WHAT YOU NEED TO DO
Would you restate the entries below word for word, starting at the first line and ending with the one that has "use crate::error::Result;"?

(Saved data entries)

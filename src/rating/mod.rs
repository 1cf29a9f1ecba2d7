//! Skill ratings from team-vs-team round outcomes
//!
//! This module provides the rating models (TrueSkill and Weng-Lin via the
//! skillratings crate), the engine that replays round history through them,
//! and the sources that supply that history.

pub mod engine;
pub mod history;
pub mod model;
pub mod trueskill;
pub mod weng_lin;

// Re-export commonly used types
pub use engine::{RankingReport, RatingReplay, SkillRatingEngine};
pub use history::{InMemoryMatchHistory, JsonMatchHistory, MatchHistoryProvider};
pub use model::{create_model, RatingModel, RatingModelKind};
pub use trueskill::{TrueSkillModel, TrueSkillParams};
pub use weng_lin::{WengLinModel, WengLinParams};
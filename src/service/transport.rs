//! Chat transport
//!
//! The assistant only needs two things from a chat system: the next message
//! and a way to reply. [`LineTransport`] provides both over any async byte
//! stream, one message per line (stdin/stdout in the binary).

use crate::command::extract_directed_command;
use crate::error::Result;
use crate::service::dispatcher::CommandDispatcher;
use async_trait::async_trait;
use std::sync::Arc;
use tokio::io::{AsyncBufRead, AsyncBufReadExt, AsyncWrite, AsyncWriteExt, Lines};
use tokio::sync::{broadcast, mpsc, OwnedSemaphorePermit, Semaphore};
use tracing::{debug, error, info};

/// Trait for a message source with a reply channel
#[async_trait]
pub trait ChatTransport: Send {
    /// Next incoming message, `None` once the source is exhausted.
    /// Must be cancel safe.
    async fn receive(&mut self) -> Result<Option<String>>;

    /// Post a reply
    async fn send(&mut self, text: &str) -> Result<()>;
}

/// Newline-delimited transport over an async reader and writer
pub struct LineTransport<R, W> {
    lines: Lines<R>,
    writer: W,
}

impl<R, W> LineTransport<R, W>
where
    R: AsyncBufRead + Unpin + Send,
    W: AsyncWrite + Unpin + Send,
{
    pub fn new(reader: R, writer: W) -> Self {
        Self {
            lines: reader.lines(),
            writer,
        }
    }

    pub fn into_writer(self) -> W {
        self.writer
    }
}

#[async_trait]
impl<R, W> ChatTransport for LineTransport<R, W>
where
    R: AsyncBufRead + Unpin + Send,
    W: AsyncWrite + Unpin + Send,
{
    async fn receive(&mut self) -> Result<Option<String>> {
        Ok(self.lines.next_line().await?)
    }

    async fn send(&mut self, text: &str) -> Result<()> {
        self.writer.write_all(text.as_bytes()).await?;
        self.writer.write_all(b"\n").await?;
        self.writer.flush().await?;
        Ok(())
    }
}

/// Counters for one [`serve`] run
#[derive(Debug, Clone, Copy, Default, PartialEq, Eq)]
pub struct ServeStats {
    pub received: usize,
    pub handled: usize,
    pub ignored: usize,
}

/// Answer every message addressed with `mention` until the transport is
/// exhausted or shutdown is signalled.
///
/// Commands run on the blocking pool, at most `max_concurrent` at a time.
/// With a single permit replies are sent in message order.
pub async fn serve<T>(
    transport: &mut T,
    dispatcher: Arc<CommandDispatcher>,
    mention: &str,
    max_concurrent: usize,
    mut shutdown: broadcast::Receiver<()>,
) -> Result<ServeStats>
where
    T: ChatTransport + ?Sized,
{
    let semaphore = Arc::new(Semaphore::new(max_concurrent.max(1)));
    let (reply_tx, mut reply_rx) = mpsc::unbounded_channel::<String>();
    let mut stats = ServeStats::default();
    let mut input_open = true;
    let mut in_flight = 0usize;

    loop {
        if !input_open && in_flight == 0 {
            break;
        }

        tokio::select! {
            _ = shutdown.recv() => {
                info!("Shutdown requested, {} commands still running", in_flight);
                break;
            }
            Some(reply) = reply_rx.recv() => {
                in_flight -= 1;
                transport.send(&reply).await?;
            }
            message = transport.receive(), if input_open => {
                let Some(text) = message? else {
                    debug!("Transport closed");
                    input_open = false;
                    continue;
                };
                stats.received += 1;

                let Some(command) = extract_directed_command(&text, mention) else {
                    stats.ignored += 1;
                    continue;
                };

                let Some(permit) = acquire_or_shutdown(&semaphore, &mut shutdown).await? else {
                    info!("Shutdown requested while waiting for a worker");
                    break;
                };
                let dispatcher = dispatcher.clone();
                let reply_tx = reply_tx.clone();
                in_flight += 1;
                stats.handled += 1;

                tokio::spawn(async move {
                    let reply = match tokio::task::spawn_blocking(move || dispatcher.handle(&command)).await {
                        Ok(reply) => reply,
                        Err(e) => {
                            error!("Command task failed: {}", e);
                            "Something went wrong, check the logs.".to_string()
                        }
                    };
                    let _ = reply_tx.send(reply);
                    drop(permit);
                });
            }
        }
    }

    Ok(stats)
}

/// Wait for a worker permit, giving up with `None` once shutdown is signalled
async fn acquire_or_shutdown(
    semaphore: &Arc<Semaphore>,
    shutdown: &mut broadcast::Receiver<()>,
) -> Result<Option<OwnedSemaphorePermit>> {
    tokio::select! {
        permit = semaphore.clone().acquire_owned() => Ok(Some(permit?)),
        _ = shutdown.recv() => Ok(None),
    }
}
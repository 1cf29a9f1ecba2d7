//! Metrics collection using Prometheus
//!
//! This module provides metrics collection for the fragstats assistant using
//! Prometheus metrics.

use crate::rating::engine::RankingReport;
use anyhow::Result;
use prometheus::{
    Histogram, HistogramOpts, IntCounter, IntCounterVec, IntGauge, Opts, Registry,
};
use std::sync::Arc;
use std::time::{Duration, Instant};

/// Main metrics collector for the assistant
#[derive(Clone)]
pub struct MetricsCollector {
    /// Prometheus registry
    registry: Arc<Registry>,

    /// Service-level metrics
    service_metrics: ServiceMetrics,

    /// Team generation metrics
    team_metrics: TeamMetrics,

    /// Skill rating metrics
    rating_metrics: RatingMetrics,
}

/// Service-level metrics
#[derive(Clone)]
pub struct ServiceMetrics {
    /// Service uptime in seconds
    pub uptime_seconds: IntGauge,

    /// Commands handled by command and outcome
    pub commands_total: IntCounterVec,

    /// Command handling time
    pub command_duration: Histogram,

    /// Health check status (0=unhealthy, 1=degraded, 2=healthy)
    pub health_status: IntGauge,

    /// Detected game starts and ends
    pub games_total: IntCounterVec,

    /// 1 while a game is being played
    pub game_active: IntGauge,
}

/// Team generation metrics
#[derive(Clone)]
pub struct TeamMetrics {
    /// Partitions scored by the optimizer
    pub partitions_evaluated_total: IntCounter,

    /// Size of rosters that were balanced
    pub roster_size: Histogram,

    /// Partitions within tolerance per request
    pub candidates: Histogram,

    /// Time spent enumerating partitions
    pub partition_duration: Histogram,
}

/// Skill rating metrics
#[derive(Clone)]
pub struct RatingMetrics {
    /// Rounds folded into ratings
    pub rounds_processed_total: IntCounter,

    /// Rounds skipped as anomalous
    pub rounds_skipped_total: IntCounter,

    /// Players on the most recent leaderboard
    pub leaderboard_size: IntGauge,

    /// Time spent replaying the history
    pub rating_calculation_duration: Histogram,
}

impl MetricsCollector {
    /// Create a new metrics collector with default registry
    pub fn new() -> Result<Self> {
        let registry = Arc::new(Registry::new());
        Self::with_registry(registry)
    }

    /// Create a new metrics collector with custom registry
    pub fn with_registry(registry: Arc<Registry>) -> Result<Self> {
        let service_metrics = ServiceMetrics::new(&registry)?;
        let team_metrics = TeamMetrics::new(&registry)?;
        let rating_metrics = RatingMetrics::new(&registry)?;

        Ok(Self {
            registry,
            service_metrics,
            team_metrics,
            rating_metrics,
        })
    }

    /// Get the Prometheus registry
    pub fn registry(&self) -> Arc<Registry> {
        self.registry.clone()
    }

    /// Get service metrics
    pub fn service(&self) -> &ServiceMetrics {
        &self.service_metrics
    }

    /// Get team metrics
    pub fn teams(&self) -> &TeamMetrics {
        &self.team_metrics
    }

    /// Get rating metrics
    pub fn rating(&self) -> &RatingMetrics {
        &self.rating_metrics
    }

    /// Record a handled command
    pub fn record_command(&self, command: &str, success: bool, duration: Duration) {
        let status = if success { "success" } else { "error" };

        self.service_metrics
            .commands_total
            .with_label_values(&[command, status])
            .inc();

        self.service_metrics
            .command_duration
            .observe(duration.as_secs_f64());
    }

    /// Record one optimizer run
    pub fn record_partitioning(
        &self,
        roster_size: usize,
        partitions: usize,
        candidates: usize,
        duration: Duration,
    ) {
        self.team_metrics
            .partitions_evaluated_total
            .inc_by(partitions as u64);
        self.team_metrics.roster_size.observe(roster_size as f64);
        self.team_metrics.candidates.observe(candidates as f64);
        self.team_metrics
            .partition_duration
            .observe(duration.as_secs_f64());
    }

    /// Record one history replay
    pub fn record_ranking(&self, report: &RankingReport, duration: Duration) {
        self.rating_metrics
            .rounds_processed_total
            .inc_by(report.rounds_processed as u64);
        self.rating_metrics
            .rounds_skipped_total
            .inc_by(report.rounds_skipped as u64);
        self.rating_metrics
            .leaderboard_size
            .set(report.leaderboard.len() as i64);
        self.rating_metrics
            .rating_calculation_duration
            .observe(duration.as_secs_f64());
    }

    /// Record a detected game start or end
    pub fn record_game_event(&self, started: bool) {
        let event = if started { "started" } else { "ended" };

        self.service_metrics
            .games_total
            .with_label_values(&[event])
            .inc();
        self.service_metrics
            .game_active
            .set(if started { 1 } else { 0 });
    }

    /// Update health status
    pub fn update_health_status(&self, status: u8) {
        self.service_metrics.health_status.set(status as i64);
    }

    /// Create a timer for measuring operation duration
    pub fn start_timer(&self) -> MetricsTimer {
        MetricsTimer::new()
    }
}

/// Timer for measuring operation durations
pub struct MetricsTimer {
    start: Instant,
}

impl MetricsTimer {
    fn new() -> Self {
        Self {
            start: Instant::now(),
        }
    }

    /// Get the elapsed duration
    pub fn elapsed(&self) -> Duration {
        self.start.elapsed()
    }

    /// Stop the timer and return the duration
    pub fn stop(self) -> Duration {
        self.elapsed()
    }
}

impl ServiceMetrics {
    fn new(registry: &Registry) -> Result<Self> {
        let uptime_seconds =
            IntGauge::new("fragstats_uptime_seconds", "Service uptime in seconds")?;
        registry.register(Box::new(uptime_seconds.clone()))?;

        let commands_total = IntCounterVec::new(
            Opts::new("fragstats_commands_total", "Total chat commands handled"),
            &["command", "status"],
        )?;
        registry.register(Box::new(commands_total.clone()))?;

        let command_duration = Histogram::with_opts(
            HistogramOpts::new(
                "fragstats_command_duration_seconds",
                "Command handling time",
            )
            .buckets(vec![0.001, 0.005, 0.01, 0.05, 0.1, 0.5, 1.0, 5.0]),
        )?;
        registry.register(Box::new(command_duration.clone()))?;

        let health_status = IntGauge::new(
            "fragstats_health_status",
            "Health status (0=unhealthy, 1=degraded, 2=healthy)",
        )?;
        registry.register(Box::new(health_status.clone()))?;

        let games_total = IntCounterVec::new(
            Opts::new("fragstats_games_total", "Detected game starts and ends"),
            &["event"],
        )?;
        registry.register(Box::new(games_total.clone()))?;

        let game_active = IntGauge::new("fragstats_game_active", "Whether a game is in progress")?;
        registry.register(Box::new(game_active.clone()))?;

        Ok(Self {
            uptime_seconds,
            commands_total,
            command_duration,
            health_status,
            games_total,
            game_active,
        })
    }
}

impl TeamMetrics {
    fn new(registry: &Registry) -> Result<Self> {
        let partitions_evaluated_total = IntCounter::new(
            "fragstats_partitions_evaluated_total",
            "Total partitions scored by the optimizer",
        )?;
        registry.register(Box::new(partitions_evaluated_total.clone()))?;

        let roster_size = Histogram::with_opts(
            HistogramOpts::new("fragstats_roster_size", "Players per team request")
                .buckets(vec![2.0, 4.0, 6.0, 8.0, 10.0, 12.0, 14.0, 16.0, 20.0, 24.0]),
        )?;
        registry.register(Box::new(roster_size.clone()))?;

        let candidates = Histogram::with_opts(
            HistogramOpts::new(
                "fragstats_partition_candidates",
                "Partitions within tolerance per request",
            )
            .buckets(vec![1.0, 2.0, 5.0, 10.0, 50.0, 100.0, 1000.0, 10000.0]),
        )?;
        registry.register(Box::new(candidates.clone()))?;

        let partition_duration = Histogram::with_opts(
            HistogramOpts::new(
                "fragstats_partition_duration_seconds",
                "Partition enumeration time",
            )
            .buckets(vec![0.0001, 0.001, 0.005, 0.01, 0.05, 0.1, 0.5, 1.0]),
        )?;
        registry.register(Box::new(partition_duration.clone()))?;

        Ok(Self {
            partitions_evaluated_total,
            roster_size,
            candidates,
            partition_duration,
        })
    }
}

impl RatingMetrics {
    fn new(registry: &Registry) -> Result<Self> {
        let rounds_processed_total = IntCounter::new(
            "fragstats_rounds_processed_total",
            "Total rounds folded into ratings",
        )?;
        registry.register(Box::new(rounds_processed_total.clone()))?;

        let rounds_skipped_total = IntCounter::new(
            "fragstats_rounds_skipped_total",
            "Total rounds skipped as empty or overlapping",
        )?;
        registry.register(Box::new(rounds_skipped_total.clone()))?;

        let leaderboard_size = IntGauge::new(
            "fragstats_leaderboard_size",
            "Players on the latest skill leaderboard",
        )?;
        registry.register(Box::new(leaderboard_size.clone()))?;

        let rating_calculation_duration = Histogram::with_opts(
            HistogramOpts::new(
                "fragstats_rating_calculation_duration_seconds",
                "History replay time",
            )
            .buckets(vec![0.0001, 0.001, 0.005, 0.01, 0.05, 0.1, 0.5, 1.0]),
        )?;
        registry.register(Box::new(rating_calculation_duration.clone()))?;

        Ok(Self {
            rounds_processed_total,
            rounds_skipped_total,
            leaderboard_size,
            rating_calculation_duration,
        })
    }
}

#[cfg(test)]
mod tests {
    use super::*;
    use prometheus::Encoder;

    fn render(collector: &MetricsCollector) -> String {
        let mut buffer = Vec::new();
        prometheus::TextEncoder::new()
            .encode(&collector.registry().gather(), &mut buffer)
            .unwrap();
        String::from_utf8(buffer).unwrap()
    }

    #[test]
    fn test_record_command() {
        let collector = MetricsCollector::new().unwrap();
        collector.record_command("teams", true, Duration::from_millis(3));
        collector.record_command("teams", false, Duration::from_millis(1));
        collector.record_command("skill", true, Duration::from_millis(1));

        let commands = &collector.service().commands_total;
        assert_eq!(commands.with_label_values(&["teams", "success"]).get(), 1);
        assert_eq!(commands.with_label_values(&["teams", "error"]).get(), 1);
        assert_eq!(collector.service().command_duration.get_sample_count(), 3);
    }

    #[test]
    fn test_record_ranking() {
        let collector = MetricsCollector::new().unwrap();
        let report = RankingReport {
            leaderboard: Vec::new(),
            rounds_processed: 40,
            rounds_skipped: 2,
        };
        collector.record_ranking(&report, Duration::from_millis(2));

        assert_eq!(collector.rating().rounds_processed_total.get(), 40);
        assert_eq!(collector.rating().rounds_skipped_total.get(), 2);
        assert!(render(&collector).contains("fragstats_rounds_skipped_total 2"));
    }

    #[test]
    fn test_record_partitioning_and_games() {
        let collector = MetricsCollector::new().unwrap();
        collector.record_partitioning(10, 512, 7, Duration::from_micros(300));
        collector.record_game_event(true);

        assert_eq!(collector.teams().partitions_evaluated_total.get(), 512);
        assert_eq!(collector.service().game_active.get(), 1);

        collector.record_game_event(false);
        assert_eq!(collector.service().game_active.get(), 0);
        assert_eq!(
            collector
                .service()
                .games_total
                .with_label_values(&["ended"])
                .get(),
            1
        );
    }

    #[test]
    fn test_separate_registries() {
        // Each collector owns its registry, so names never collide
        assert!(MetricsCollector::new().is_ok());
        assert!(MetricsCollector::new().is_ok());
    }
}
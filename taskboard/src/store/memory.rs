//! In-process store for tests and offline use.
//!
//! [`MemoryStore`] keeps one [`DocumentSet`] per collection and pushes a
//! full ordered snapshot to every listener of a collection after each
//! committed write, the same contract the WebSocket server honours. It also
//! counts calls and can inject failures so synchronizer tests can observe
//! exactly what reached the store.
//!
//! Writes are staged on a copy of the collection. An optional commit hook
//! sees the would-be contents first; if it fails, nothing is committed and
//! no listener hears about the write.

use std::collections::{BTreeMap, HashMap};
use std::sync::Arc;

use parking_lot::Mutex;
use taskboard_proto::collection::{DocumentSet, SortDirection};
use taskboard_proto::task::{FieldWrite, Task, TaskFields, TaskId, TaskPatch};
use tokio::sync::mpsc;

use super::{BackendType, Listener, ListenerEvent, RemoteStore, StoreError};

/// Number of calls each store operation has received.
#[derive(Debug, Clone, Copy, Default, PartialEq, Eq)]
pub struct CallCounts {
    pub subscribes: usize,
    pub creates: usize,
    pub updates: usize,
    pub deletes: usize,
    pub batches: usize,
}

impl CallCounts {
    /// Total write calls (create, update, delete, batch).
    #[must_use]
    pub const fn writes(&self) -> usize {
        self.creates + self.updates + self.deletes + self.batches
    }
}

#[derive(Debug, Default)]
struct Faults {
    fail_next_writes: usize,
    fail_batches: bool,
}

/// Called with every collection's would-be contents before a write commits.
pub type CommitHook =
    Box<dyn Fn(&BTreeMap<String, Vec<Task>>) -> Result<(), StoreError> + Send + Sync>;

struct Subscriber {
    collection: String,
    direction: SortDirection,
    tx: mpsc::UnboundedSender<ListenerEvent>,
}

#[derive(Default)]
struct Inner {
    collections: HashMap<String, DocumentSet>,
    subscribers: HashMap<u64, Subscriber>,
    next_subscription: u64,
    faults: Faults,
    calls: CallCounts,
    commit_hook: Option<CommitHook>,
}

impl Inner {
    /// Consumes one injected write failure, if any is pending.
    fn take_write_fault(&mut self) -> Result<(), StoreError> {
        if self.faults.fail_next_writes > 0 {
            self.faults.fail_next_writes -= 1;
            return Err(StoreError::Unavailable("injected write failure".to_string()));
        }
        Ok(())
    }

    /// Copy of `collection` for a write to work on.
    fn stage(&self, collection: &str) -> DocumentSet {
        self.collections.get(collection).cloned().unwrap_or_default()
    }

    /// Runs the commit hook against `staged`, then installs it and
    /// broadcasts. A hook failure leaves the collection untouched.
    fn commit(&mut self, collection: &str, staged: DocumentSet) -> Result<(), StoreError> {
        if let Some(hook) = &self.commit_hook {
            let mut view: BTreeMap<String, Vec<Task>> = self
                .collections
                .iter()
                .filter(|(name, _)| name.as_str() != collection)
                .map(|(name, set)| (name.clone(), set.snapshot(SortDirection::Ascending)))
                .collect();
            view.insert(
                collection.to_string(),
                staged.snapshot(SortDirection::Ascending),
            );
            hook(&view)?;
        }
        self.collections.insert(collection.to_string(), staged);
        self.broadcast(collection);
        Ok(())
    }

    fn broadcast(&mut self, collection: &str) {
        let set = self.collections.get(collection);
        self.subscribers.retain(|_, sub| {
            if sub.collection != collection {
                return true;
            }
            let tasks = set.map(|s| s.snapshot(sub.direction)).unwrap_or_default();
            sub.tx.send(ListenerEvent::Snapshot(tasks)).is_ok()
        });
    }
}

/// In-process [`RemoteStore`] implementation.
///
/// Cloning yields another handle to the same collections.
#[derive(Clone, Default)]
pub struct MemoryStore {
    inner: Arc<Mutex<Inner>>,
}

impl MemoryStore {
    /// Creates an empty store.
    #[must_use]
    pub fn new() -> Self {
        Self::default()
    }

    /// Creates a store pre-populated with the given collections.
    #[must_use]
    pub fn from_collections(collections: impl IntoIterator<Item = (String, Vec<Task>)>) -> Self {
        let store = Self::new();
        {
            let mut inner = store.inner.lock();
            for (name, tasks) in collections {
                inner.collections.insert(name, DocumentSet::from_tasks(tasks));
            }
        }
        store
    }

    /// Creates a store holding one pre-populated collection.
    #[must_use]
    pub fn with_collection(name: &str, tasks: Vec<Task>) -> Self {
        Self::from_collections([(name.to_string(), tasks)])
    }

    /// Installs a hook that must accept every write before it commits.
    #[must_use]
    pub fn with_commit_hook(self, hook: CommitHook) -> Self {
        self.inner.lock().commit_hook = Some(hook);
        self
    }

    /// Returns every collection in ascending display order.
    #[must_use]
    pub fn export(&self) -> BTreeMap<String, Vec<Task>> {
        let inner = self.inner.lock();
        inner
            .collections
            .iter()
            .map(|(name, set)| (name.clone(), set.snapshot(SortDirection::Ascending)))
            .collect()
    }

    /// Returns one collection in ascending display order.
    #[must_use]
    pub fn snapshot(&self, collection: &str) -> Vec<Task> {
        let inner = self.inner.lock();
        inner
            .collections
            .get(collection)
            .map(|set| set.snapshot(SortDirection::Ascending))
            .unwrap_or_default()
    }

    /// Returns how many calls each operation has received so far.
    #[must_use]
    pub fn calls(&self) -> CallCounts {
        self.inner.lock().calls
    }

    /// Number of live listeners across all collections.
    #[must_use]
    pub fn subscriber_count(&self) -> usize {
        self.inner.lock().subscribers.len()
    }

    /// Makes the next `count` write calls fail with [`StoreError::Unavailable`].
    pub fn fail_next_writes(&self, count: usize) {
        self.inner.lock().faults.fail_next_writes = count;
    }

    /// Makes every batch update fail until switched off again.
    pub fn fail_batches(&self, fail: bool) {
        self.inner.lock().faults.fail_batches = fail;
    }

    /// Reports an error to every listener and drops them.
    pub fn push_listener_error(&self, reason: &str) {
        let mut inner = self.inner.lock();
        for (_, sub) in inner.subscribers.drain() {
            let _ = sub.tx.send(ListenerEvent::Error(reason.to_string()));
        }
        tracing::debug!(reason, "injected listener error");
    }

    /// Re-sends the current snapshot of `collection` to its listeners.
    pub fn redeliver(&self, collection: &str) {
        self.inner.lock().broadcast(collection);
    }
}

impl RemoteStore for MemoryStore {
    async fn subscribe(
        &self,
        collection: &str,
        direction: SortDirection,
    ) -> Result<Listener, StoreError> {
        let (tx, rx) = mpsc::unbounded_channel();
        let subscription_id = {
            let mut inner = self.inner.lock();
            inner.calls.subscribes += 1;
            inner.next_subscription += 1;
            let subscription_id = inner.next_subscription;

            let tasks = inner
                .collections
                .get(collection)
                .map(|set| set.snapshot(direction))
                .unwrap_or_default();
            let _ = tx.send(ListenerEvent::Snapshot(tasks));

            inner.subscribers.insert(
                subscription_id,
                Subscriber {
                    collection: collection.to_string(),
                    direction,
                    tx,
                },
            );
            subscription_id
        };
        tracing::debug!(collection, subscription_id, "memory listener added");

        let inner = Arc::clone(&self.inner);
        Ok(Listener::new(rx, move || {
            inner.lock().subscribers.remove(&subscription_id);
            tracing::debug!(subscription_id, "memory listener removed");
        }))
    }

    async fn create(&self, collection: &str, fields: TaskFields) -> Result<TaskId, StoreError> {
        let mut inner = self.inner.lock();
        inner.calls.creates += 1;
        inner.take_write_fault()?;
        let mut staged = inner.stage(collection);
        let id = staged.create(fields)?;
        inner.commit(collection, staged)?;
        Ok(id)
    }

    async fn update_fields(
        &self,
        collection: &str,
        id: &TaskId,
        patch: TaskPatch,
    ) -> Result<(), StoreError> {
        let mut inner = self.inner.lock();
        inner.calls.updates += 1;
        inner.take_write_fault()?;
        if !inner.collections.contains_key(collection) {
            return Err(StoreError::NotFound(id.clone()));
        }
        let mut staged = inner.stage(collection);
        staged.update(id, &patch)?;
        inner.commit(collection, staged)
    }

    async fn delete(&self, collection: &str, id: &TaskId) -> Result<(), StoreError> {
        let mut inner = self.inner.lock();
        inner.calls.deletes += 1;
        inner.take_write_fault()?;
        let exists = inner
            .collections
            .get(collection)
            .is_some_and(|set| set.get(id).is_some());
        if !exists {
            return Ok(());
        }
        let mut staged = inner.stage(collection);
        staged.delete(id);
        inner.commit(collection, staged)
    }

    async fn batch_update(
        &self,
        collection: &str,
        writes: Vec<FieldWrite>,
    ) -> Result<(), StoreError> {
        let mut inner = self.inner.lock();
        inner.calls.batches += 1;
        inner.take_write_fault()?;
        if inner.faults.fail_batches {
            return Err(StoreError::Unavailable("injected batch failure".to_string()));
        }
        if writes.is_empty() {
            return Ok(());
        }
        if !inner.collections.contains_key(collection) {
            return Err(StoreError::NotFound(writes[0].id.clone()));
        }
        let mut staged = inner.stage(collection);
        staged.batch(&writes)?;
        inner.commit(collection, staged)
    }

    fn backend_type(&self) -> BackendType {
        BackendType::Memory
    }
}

OUTPUT OF THE TASK
filename src/rating/mod.rs
repository 1cf29a9f1ecba2d7
//! Skill ratings from team-vs-team round outcomes
//!
//! This module provides the rating models (TrueSkill and Weng-Lin via the
//! skillratings crate), the engine that replays round history through them,
//! and the sources that supply that history.

pub mod engine;
pub mod history;
pub mod model;
pub mod trueskill;
pub mod weng_lin;

// Re-export commonly used types
pub use engine::{RankingReport, RatingReplay, SkillRatingEngine};
pub use history::{InMemoryMatchHistory, JsonMatchHistory, MatchHistoryProvider};
pub use model::{create_model, RatingModel, RatingModelKind};
pub use trueskill::{TrueSkillModel, TrueSkillParams};
pub use weng_lin::{WengLinModel, WengLinParams};
filename src/service/transport.rs
//! Chat transport
//!
//! The assistant only needs two things from a chat system: the next message
//! and a way to reply. [`LineTransport`] provides both over any async byte
//! stream, one message per line (stdin/stdout in the binary).

use crate::command::extract_directed_command;
use crate::error::Result;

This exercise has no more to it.